In the entries that follow, find the word "Negative" and report each line it is on.

....

//! Tuning profiles and recorded traces.
//!
//! Only tuning is configurable here (dead zones, cutoff policies, thresholds, flags).
//! Which signatures exist and what they are bound to stays with the host.
//!
//! ```toml
//! [axis]
//! dead_zone = 0.15
//! cutoff = "scaled"
//!
//! [dual_axis]
//! axle_dead_zone = 0.1
//! radial_dead_zone = 0.2
//! radial_cutoff = "scaled"
//! radial_normalize_button_input = true
//!
//! [axis_button]
//! threshold = 0.5
//! consideration = "absolute"
//! ```
//!
//! Out-of-range dead zones are not rejected; the signature setters clamp them.

use crate::backend::{Frame, ScriptedBackend};
use crate::engine::CutoffPolicy;
use crate::error::{Result, SignalError};
use crate::phase::Phase;
use crate::signature::axis_button::DEFAULT_AXIS_BUTTON_THRESHOLD;
use crate::signature::{
    AxisButtonSignature, AxisConsideration, AxisSignature, DualAxisSignature, InputSignature,
    SignalValue,
};
use serde::{Deserialize, Serialize};
use std::fmt;
use std::path::{Path, PathBuf};

const CONFIG_DIR_NAME: &str = "input-signals";
const PROFILE_FILE_NAME: &str = "tuning.toml";

/// Tuning for single-axis signatures.
#[derive(Debug, Clone, Default, PartialEq, Serialize, Deserialize)]
#[serde(default)]
pub struct AxisTuning {
    pub dead_zone: f32,
    pub cutoff: CutoffPolicy,
    pub invert: bool,
}

impl AxisTuning {
    pub fn apply(&self, signature: &mut AxisSignature) {
        signature.set_dead_zone(self.dead_zone);
        signature.set_cutoff(self.cutoff);
        signature.set_invert(self.invert);
    }
}

/// Tuning for dual-axis signatures.
#[derive(Debug, Clone, Default, PartialEq, Serialize, Deserialize)]
#[serde(default)]
pub struct DualAxisTuning {
    pub axle_dead_zone: f32,
    pub axle_cutoff: CutoffPolicy,
    pub radial_dead_zone: f32,
    pub radial_cutoff: CutoffPolicy,
    pub radial_normalize_button_input: bool,
}

impl DualAxisTuning {
    pub fn apply(&self, signature: &mut DualAxisSignature) {
        signature.set_axle_dead_zone(self.axle_dead_zone);
        signature.set_axle_cutoff(self.axle_cutoff);
        signature.set_radial_dead_zone(self.radial_dead_zone);
        signature.set_radial_cutoff(self.radial_cutoff);
        signature.set_radial_normalize_button_input(self.radial_normalize_button_input);
    }
}

/// Tuning for axis-as-button signatures.
#[derive(Debug, Clone, PartialEq, Serialize, Deserialize)]
#[serde(default)]
pub struct AxisButtonTuning {
    pub threshold: f32,
    pub consideration: AxisConsideration,
    pub accept_button: bool,
}

impl Default for AxisButtonTuning {
    fn default() -> Self {
        Self {
            threshold: DEFAULT_AXIS_BUTTON_THRESHOLD,
            consideration: AxisConsideration::default(),
            accept_button: false,
        }
    }
}

impl AxisButtonTuning {
    /// Copy the tuning onto `signature`. An explicit `consideration` wins over the profile's.
    pub fn apply(
        &self,
        signature: &mut AxisButtonSignature,
        consideration: Option<AxisConsideration>,
    ) {
        signature.set_threshold(self.threshold);
        signature.set_accept_button(self.accept_button);
        signature.set_consideration(consideration.unwrap_or(self.consideration));
    }
}

/// Tuning defaults applied to newly created signatures.
#[derive(Debug, Clone, Default, PartialEq, Serialize, Deserialize)]
#[serde(default)]
pub struct TuningProfile {
    pub axis: AxisTuning,
    pub dual_axis: DualAxisTuning,
    pub axis_button: AxisButtonTuning,
}

impl TuningProfile {
    pub fn from_toml_str(contents: &str) -> Result<Self> {
        Ok(toml::from_str(contents)?)
    }

    pub fn to_toml_string(&self) -> Result<String> {
        toml::to_string_pretty(self).map_err(|e| SignalError::config(e.to_string()))
    }

    pub fn load(path: &Path) -> Result<Self> {
        let contents = std::fs::read_to_string(path).map_err(|e| {
            SignalError::file_error(format!("Cannot read profile {}", path.display()), e)
        })?;
        let profile = Self::from_toml_str(&contents)?;
        log::debug!("loaded tuning profile from {}", path.display());
        Ok(profile)
    }

    /// `<config_dir>/input-signals/tuning.toml`, when the platform has a config dir.
    pub fn default_path() -> Option<PathBuf> {
        dirs::config_dir().map(|dir| dir.join(CONFIG_DIR_NAME).join(PROFILE_FILE_NAME))
    }

    /// Load the profile at [`default_path`](Self::default_path), or defaults if absent.
    pub fn load_or_default() -> Result<Self> {
        match Self::default_path() {
            Some(path) if path.is_file() => Self::load(&path),
            _ => {
                log::debug!("no tuning profile found, using defaults");
                Ok(Self::default())
            }
        }
    }
}

/// One recorded host frame: the raw backend state plus how many fixed passes followed.
#[derive(Debug, Clone, PartialEq, Serialize, Deserialize)]
pub struct TraceFrame {
    #[serde(flatten)]
    pub input: Frame,
    #[serde(default = "default_fixed_steps")]
    pub fixed_steps: u32,
}

fn default_fixed_steps() -> u32 {
    1
}

/// Sequence of recorded frames, `[[frame]]` tables in TOML.
#[derive(Debug, Clone, Default, PartialEq, Serialize, Deserialize)]
pub struct Trace {
    #[serde(default, rename = "frame")]
    pub frames: Vec<TraceFrame>,
}

impl Trace {
    pub fn from_toml_str(contents: &str) -> Result<Self> {
        toml::from_str(contents).map_err(|e| SignalError::trace(e.message().to_string()))
    }

    pub fn load(path: &Path) -> Result<Self> {
        let contents = std::fs::read_to_string(path).map_err(|e| {
            SignalError::file_error(format!("Cannot read trace {}", path.display()), e)
        })?;
        let trace = Self::from_toml_str(&contents)?;
        log::debug!(
            "loaded {} frames from {}",
            trace.frames.len(),
            path.display()
        );
        Ok(trace)
    }

    /// Drive `signatures` through every frame: one variable pass, then `fixed_steps`
    /// fixed passes. Returns one row per signature per frame, in declaration order.
    pub fn replay(self, signatures: &mut [Box<dyn InputSignature>]) -> Vec<ReplayRow> {
        let mut backend = ScriptedBackend::new();
        let mut rows = Vec::with_capacity(self.frames.len() * signatures.len());

        for (index, frame) in self.frames.into_iter().enumerate() {
            backend.load_frame(frame.input);

            for signature in signatures.iter_mut() {
                signature.sample(&backend, Phase::Variable);
            }
            for _ in 0..frame.fixed_steps {
                for signature in signatures.iter_mut() {
                    signature.sample(&backend, Phase::Fixed);
                }
            }

            rows.extend(signatures.iter().map(|signature| ReplayRow {
                frame: index,
                name: signature.name().to_string(),
                variable: signature.current(Phase::Variable),
                fixed: signature.current(Phase::Fixed),
            }));
        }

        rows
    }
}

/// What one signature reported after one replayed frame.
#[derive(Debug, Clone, PartialEq)]
pub struct ReplayRow {
    pub frame: usize,
    pub name: String,
    pub variable: SignalValue,
    pub fixed: SignalValue,
}

impl fmt::Display for ReplayRow {
    fn fmt(&self, f: &mut fmt::Formatter<'_>) -> fmt::Result {
        write!(
            f,
            "{:>4}  {:<16} variable={:<18} fixed={}",
            self.frame,
            self.name,
            self.variable.to_string(),
            self.fixed
        )
    }
}

#[cfg(test)]
mod tests {
    use super::*;
    use crate::backend::{KeyCode, PointerButton};
    use crate::engine::ButtonState;
    use std::io::Write;
    use tempfile::NamedTempFile;

    #[test]
    fn empty_profile_uses_defaults() {
        let profile = TuningProfile::from_toml_str("").unwrap();
        assert_eq!(profile, TuningProfile::default());
        assert_eq!(profile.axis_button.threshold, DEFAULT_AXIS_BUTTON_THRESHOLD);
    }

    #[test]
    fn parses_sections() {
        let profile = TuningProfile::from_toml_str(
            r#"
            [axis]
            dead_zone = 0.15
            cutoff = "scaled"
            invert = true

            [dual_axis]
            axle_dead_zone = 0.1
            radial_dead_zone = 0.2
            radial_cutoff = "scaled"
            radial_normalize_button_input = true

            [axis_button]
            threshold = 0.5
            consideration = "absolute"
            "#,
        )
        .unwrap();

        assert_eq!(profile.axis.dead_zone, 0.15);
        assert_eq!(profile.axis.cutoff, CutoffPolicy::Scaled);
        assert!(profile.axis.invert);
        assert_eq!(profile.dual_axis.axle_cutoff, CutoffPolicy::HardClip);
        assert!(profile.dual_axis.radial_normalize_button_input);
        assert_eq!(
            profile.axis_button.consideration,
            AxisConsideration::Absolute
        );
    }

    #[test]
    fn rejects_unknown_policy() {
        let err = TuningProfile::from_toml_str("[axis]\ncutoff = \"cubic\"\n").unwrap_err();
        assert!(matches!(err, SignalError::ConfigError { .. }));
    }

    #[test]
    fn apply_clamps_out_of_range_dead_zones() {
        let profile = TuningProfile::from_toml_str("[axis]\ndead_zone = 1.5\n").unwrap();
        let mut axis = AxisSignature::new("Horizontal", "Horizontal");
        profile.axis.apply(&mut axis);
        assert!(axis.dead_zone() < 1.0);

        let mut stick = DualAxisSignature::new("Move", "X", "Y");
        let tuning = DualAxisTuning {
            radial_dead_zone: -0.3,
            ..DualAxisTuning::default()
        };
        tuning.apply(&mut stick);
        assert_eq!(stick.radial_dead_zone(), 0.0);
    }

    #[test]
    fn axis_button_explicit_consideration_wins_over_profile() {
        let tuning = AxisButtonTuning {
            threshold: 0.4,
            consideration: AxisConsideration::Negative,
            accept_button: true,
        };
        let mut up = AxisButtonSignature::new("Up", "Vertical", AxisConsideration::Positive);

        tuning.apply(&mut up, Some(AxisConsideration::Absolute));
        assert_eq!(up.threshold(), 0.4);
        assert!(up.accept_button());
        assert_eq!(up.consideration(), AxisConsideration::Absolute);

        tuning.apply(&mut up, None);
        assert_eq!(up.consideration(), AxisConsideration::Negative);
    }

    #[test]
    fn profile_survives_toml_round_trip() {
        let mut profile = TuningProfile::default();
        profile.dual_axis.radial_cutoff = CutoffPolicy::Scaled;
        let text = profile.to_toml_string().unwrap();
        assert_eq!(TuningProfile::from_toml_str(&text).unwrap(), profile);
    }

    #[test]
    fn loads_profile_from_file() {
        let mut file = NamedTempFile::new().unwrap();
        writeln!(file, "[axis_button]\nthreshold = 0.6").unwrap();

        let profile = TuningProfile::load(file.path()).unwrap();
        assert_eq!(profile.axis_button.threshold, 0.6);
    }

    #[test]
    fn missing_profile_is_file_error() {
        let err = TuningProfile::load(Path::new("/definitely/not/here.toml")).unwrap_err();
        assert!(matches!(err, SignalError::FileError { .. }));
    }

    #[test]
    fn parses_trace_frames() {
        let trace = Trace::from_toml_str(
            r#"
            [[frame]]

            [[frame]]
            buttons = ["Fire"]
            keys = ["Space", { Char = "w" }]
            pointer_buttons = ["Left"]
            axes = { Horizontal = 0.5 }
            pointer = [10.0, 20.0]
            fixed_steps = 3
            "#,
        )
        .unwrap();

        assert_eq!(trace.frames.len(), 2);
        assert_eq!(trace.frames[0].fixed_steps, 1);
        assert!(trace.frames[0].input.buttons.is_empty());

        let second = &trace.frames[1];
        assert_eq!(second.fixed_steps, 3);
        assert!(second.input.buttons.contains("Fire"));
        assert!(second.input.keys.contains(&KeyCode::Space));
        assert!(second.input.keys.contains(&KeyCode::Char('w')));
        assert!(second.input.pointer_buttons.contains(&PointerButton::Left));
        assert_eq!(second.input.axes.get("Horizontal"), Some(&0.5));
        assert_eq!(second.input.pointer, glam::Vec2::new(10.0, 20.0));
    }

    fn fire_and_steer() -> Vec<Box<dyn InputSignature>> {
        vec![
            Box::new(crate::signature::ButtonSignature::new("Fire", "Fire")),
            Box::new(AxisSignature::new("Steer", "Horizontal")),
        ]
    }

    #[test]
    fn replay_samples_fixed_phase_per_recorded_step() {
        let trace = Trace::from_toml_str(
            r#"
            [[frame]]
            buttons = ["Fire"]
            fixed_steps = 0

            [[frame]]
            buttons = ["Fire"]
            axes = { Horizontal = 0.5 }
            fixed_steps = 3

            [[frame]]
            fixed_steps = 0
            "#,
        )
        .unwrap();
        let mut signatures = fire_and_steer();

        let rows = trace.replay(&mut signatures);
        assert_eq!(rows.len(), 6);

        let fire: Vec<(SignalValue, SignalValue)> = rows
            .iter()
            .filter(|row| row.name == "Fire")
            .map(|row| (row.variable, row.fixed))
            .collect();
        assert_eq!(
            fire,
            vec![
                (
                    SignalValue::Button(ButtonState::Down),
                    SignalValue::Button(ButtonState::None)
                ),
                (
                    SignalValue::Button(ButtonState::Held),
                    SignalValue::Button(ButtonState::Held)
                ),
                (
                    SignalValue::Button(ButtonState::Released),
                    SignalValue::Button(ButtonState::Held)
                ),
            ]
        );

        assert_eq!(rows[3].frame, 1);
        assert_eq!(rows[3].name, "Steer");
        assert_eq!(rows[3].variable, SignalValue::Axis(0.5));
        assert_eq!(rows[3].fixed, SignalValue::Axis(0.5));
    }

    #[test]
    fn replay_with_single_fixed_step_catches_press_edge() {
        let trace = Trace::from_toml_str("[[frame]]\nbuttons = [\"Fire\"]\n").unwrap();
        let mut signatures = fire_and_steer();

        let rows = trace.replay(&mut signatures);
        assert_eq!(rows[0].fixed, SignalValue::Button(ButtonState::Down));
        assert!(rows[0].to_string().starts_with("   0  Fire"));
    }

    #[test]
    fn malformed_trace_is_trace_error() {
        let err = Trace::from_toml_str("[[frame]]\nfixed_steps = \"many\"\n").unwrap_err();
        assert!(matches!(err, SignalError::TraceError { .. }));
    }
}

....

- **Result of the exercise**
            consideration: AxisConsideration::Negative,
        assert_eq!(up.consideration(), AxisConsideration::Negative);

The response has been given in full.